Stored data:
________

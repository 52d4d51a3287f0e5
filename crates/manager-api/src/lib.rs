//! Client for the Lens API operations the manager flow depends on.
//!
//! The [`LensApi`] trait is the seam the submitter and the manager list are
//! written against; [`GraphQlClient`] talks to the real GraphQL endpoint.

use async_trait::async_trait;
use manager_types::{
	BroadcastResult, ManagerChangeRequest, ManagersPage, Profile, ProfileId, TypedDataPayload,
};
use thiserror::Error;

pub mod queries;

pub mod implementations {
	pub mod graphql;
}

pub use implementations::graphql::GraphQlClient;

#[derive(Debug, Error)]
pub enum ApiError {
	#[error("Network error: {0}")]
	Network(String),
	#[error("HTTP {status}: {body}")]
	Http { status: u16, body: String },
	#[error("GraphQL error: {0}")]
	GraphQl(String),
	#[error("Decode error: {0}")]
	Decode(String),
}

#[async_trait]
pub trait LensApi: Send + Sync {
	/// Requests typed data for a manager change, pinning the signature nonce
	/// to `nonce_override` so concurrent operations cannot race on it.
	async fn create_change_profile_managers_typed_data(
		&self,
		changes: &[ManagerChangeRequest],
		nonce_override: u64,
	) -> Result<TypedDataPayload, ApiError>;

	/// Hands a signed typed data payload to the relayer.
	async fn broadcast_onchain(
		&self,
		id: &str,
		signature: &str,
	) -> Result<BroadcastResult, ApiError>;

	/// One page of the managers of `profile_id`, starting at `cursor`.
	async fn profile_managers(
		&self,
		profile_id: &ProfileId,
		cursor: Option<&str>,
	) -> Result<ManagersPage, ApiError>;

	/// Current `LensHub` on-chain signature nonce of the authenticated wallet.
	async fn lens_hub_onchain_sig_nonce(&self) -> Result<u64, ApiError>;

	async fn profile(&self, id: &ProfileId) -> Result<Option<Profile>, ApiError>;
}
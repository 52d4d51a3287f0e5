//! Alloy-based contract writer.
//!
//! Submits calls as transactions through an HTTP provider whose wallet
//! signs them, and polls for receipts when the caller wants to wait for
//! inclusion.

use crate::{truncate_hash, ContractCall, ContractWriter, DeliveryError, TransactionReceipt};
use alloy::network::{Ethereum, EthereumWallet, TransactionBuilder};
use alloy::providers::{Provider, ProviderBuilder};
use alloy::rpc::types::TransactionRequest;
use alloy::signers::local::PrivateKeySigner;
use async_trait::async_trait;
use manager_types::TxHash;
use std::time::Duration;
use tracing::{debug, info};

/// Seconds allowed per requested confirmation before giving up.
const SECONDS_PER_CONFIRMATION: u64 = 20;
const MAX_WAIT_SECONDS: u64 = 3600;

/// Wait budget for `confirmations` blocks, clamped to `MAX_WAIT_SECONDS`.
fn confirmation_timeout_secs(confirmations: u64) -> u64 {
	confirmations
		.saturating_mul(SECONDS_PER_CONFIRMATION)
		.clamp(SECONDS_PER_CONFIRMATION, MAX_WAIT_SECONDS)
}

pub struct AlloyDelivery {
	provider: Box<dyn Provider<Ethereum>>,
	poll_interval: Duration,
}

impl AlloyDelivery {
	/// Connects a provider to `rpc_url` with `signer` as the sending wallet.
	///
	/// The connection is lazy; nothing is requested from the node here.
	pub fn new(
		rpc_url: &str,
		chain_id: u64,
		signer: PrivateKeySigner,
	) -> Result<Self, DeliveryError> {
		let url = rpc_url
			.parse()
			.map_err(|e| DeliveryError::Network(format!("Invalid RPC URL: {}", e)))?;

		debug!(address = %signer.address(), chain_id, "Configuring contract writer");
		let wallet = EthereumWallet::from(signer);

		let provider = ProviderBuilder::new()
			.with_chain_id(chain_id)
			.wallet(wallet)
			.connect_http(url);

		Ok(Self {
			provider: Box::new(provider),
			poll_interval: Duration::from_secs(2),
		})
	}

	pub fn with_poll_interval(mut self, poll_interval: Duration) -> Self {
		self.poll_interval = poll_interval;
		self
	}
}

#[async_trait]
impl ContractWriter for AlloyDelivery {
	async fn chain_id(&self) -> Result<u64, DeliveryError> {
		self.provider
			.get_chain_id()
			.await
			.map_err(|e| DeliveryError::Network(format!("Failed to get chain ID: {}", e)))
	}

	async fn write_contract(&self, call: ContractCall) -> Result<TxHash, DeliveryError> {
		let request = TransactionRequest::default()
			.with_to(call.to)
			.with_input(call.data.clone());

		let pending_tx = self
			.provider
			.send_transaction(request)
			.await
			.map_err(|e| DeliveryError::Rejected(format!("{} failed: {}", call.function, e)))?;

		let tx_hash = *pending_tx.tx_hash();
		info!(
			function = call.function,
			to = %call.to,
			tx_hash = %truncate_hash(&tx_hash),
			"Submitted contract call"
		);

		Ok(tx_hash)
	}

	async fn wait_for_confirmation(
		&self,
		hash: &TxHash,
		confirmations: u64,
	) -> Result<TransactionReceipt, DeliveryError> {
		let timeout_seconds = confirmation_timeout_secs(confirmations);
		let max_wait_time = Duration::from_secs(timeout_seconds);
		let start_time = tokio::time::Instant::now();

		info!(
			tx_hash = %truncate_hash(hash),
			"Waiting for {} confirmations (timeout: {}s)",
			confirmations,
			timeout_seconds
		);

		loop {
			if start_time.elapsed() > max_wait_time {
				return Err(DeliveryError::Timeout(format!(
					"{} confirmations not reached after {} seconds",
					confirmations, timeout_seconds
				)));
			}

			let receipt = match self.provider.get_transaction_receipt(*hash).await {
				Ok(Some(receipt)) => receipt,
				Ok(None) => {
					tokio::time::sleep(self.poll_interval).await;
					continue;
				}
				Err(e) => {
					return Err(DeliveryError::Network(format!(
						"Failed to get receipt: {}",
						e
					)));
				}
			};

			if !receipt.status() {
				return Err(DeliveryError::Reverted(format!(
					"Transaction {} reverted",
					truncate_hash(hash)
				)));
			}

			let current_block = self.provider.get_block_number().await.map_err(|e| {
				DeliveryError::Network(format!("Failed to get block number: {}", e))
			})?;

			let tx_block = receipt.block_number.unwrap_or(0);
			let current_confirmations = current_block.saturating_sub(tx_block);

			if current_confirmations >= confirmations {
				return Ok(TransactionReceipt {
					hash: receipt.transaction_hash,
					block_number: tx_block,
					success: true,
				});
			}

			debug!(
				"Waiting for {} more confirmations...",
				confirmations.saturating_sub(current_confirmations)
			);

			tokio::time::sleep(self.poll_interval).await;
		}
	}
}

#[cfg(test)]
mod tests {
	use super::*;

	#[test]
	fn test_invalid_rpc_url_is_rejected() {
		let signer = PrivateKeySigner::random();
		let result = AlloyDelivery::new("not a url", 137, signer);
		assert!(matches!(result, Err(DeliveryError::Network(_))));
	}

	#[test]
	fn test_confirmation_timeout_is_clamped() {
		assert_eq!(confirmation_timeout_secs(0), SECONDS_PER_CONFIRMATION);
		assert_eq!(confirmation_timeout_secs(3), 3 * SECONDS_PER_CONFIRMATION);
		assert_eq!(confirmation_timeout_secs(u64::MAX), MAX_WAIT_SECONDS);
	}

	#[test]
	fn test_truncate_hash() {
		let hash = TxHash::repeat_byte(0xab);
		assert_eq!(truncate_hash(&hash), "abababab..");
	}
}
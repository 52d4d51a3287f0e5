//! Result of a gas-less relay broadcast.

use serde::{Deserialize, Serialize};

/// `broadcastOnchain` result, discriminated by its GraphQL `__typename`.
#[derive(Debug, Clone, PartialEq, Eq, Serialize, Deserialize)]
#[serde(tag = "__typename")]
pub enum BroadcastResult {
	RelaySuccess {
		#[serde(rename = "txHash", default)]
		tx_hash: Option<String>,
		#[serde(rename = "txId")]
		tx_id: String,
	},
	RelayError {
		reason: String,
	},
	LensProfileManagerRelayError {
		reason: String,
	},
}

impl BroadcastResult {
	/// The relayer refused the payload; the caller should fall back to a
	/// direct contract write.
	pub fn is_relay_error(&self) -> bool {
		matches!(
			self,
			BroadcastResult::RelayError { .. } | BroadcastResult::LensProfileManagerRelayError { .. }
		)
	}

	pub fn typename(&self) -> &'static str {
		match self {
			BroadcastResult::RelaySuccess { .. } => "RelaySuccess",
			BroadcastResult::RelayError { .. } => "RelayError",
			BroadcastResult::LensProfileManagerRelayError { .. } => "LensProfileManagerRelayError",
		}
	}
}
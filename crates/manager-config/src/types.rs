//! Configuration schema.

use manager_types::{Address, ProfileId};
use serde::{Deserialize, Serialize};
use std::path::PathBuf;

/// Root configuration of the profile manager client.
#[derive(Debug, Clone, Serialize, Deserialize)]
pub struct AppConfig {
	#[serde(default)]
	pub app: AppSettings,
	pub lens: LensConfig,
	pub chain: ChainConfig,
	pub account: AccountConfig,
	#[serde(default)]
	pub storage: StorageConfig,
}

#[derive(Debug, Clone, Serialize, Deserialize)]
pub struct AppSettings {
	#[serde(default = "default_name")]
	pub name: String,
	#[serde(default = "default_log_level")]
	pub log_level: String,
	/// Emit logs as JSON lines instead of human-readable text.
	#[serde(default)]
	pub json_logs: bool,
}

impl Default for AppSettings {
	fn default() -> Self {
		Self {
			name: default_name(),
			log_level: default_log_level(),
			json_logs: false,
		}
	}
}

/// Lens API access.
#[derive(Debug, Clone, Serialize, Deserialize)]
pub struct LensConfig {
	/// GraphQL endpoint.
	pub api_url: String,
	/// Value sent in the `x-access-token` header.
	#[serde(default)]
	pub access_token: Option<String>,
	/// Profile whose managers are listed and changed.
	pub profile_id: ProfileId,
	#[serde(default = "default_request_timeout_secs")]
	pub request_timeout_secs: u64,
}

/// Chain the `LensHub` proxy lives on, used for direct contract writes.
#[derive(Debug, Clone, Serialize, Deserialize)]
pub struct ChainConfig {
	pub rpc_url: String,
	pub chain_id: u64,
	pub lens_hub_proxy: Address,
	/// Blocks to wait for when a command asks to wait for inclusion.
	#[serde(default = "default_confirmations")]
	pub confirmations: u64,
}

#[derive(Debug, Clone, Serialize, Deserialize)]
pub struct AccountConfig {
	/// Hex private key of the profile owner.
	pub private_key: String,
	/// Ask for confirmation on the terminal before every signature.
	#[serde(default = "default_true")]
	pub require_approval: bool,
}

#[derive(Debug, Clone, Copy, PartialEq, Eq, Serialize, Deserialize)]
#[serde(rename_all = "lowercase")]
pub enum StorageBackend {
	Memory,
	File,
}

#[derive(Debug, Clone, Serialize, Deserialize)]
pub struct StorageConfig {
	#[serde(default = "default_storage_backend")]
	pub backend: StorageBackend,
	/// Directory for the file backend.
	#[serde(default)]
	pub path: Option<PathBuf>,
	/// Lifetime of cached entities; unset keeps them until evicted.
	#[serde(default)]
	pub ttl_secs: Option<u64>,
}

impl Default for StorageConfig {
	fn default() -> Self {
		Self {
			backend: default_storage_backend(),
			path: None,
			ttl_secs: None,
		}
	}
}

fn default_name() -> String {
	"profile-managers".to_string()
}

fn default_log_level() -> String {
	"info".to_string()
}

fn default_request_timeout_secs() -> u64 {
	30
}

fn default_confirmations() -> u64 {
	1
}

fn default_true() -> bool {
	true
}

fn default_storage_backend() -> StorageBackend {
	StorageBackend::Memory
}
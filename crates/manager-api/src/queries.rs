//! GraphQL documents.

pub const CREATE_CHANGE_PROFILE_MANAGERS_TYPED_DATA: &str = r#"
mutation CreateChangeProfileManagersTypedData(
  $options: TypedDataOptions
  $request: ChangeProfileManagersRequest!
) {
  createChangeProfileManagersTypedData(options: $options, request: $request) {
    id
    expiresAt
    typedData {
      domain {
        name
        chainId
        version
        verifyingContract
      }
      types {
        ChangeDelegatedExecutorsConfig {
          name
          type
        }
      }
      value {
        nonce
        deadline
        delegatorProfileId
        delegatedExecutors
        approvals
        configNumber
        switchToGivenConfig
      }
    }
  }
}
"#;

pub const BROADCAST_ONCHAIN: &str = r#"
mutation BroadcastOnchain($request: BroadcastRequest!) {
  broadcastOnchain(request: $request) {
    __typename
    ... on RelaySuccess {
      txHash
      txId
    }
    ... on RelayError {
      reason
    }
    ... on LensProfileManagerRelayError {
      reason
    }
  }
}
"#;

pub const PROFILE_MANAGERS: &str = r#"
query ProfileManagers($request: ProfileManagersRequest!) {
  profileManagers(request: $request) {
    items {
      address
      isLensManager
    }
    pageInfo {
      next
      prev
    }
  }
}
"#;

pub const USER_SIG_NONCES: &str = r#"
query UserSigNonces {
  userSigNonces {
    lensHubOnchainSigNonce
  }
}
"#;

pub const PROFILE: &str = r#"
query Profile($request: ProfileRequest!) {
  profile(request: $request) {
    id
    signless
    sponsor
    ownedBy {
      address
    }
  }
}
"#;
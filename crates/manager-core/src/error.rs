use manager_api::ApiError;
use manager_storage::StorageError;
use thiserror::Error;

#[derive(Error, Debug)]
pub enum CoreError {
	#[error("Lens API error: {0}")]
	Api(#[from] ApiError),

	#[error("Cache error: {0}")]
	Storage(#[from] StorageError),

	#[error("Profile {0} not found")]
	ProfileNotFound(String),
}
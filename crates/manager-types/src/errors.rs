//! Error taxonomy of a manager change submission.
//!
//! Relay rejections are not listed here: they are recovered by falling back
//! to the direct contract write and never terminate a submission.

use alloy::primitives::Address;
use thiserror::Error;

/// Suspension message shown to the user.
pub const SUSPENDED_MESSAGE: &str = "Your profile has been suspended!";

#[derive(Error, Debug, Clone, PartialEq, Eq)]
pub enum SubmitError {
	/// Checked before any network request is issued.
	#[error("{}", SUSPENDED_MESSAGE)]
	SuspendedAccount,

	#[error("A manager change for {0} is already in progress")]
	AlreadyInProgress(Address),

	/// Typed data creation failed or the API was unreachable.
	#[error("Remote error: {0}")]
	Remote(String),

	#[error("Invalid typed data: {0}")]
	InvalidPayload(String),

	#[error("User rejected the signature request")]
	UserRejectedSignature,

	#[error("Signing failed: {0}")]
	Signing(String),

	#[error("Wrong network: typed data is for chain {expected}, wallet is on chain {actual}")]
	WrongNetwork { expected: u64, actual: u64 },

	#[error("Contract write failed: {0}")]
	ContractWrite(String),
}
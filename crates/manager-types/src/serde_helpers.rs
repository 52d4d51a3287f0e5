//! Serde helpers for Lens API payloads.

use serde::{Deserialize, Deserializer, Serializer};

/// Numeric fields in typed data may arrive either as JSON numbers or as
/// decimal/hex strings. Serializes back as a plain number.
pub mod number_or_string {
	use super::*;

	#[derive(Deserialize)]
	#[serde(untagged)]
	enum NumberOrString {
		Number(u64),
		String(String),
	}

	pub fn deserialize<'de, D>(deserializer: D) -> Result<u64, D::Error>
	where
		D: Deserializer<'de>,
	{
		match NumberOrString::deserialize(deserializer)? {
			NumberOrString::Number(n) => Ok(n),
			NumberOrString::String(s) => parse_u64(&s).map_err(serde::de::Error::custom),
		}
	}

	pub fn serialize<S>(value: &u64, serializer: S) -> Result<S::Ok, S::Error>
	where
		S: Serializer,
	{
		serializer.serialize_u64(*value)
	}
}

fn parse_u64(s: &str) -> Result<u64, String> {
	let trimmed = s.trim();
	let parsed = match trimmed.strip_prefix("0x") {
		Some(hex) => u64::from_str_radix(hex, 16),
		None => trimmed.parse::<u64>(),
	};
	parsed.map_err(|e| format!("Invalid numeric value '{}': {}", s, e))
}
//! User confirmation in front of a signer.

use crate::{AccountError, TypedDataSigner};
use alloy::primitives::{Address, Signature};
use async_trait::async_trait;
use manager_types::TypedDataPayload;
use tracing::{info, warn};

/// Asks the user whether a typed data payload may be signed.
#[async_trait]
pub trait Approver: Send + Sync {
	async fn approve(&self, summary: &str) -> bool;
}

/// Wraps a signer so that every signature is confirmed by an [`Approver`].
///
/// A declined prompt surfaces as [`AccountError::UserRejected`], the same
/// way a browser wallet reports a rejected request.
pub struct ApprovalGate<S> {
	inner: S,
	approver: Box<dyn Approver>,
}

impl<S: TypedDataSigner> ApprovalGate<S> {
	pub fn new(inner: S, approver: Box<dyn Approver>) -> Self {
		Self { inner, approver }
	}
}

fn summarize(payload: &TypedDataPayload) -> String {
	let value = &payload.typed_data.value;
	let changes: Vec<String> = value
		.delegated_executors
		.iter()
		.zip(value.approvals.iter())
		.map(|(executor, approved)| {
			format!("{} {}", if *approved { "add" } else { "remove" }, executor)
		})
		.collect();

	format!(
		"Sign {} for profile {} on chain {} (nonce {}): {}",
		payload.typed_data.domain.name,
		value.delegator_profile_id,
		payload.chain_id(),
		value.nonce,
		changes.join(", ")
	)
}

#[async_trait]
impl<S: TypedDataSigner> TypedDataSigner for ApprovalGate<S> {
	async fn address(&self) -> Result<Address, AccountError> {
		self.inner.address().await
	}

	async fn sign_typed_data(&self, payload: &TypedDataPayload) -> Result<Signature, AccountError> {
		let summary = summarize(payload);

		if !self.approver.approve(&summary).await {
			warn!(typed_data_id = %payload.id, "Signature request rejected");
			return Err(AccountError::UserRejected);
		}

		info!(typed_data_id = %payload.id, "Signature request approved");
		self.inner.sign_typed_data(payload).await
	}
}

________

What you are asked to do: What you should output is every line of the records above, from the first through the line containing "the signature nonce", unchanged.

Result for this task:
repository 52d4d51a3287f0e5
filename crates/manager-api/src/lib.rs
//! Client for the Lens API operations the manager flow depends on.
//!
//! The [`LensApi`] trait is the seam the submitter and the manager list are
//! written against; [`GraphQlClient`] talks to the real GraphQL endpoint.

use async_trait::async_trait;
use manager_types::{
	BroadcastResult, ManagerChangeRequest, ManagersPage, Profile, ProfileId, TypedDataPayload,
};
use thiserror::Error;

pub mod queries;

pub mod implementations {
	pub mod graphql;
}

pub use implementations::graphql::GraphQlClient;

#[derive(Debug, Error)]
pub enum ApiError {
	#[error("Network error: {0}")]
	Network(String),
	#[error("HTTP {status}: {body}")]
	Http { status: u16, body: String },
	#[error("GraphQL error: {0}")]
	GraphQl(String),
	#[error("Decode error: {0}")]
	Decode(String),
}

#[async_trait]
pub trait LensApi: Send + Sync {
	/// Requests typed data for a manager change, pinning the signature nonce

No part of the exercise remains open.